City University of New York (CUNY)
City University of New York (CUNY)ISTOCK

New York State Senator Anna Kaplan called out the City University of New York (CUNY) faculty union for adopting a resolution condemning Israel, saying she stood with 50 professors who resigned from the body in protest.

"The blatantly anti-Semitic resolution passed by the CUNY-PSC last month has left Jewish professors at CUNY facing the difficult decision of whether or not to continue being a member of an organization that has chosen to be openly hostile to their very existence,” Kaplan said.

The June 10 resolution by the Professional Staff Congress (CUNY-PSC) accused Israel of “apartheid” and “condemns the massacre of Palestinians by the Israeli state.”

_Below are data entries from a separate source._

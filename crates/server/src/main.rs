mod routes;

use std::{
    fs::{self, OpenOptions},
    sync::Arc,
};

use anyhow::{Context, Result};
use neon_core::{
    config::{self, AppConfig},
    save::{FileSaveStore, SaveStore},
};
use tokio::net::TcpListener;
use tracing::{info, warn};
use tracing_subscriber::{prelude::*, EnvFilter};

#[tokio::main]
async fn main() -> Result<()> {
    init_logging()?;

    config::ensure_default_config()?;
    let config = AppConfig::load()?;

    let store = FileSaveStore::new(&config.data_dir);
    match store.entries() {
        Ok(entries) => info!(
            dir = %store.root().display(),
            saves = entries.len(),
            "Save store ready"
        ),
        Err(err) => warn!(dir = %store.root().display(), ?err, "Failed to list existing saves"),
    }

    let static_dir = if config.static_dir.is_dir() {
        Some(config.static_dir.clone())
    } else {
        info!(dir = %config.static_dir.display(), "No client build found; serving the API only");
        None
    };

    let app = routes::router(Arc::new(store), static_dir);
    let listener = TcpListener::bind(config.listen_addr())
        .await
        .with_context(|| format!("failed to bind {}", config.listen_addr()))?;
    info!(address = %listener.local_addr()?, "Server running");

    axum::serve(listener, app)
        .with_graceful_shutdown(shutdown_signal())
        .await
        .context("server error")?;
    info!("Server stopped");
    Ok(())
}

async fn shutdown_signal() {
    if let Err(err) = tokio::signal::ctrl_c().await {
        warn!(?err, "Failed to listen for ctrl-c");
        std::future::pending::<()>().await;
    }
}

fn init_logging() -> Result<()> {
    let log_dir = std::env::current_dir()?.join("logs");
    fs::create_dir_all(&log_dir)?;
    let log_path = log_dir.join("neon-genesis.log");
    let log_file = OpenOptions::new()
        .create(true)
        .append(true)
        .open(&log_path)
        .with_context(|| format!("failed to open {}", log_path.display()))?;

    let env_filter = EnvFilter::try_from_default_env().unwrap_or_else(|_| EnvFilter::new("info"));

    let stdout_layer = tracing_subscriber::fmt::layer()
        .with_target(false)
        .compact()
        .with_writer(std::io::stdout);

    let file_layer = tracing_subscriber::fmt::layer()
        .with_target(true)
        .compact()
        .with_ansi(false)
        .with_writer(Arc::new(log_file));

    tracing_subscriber::registry()
        .with(env_filter)
        .with(stdout_layer)
        .with(file_layer)
        .init();

    Ok(())
}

It alleged that Israel was “established as a settler colonial state in 1948” and that the union should “consider support” of the Boycott, Divestment and Sanction (BDS) movement.

The resolution also called on the Biden White House to terminate American aid to Israel.

When it passed, Kaplan released a statement describing it as a “profoundly offensive and myopic resolution of condemnation that conveniently ignores the difficult realities facing the Middle East and Israel specifically. This is anti-Semitism, plain and simple, and it needs to be called out as such unequivocally.”

“It's a further knife in the back of these professors to have their concerns downplayed by CUNY-PSC President James Davis as being part of a pre-existing ‘pressure campaign’ against the organization,” Kaplan said. “Their grievances are legitimate, and to disregard them in such a way speaks volumes about the climate of anti-Semitism that exists in this organization.”

Remarking that she stood with the professors who “have had enough,” she said that they had no choice but to disassociate themselves with the union as it had “made it impossible for them to feel welcome and supported.”

“As I stated previously, this situation is akin to the institutional marginalization of Jewish people that we saw in the 1930s – a sentiment that has been echoed by Jewish faculty who are feeling increasingly uncomfortable on campus in the wake of the controversy,” she said.

“CUNY is supposed to be an educational community for all people, from all walks of life, to uplift themselves through education. It's time for CUNY-PSC to engage the community to better understand the harm they have caused, so they can move forward in a way that repairs the damage, and restores CUNY as a beacon for all,” she added.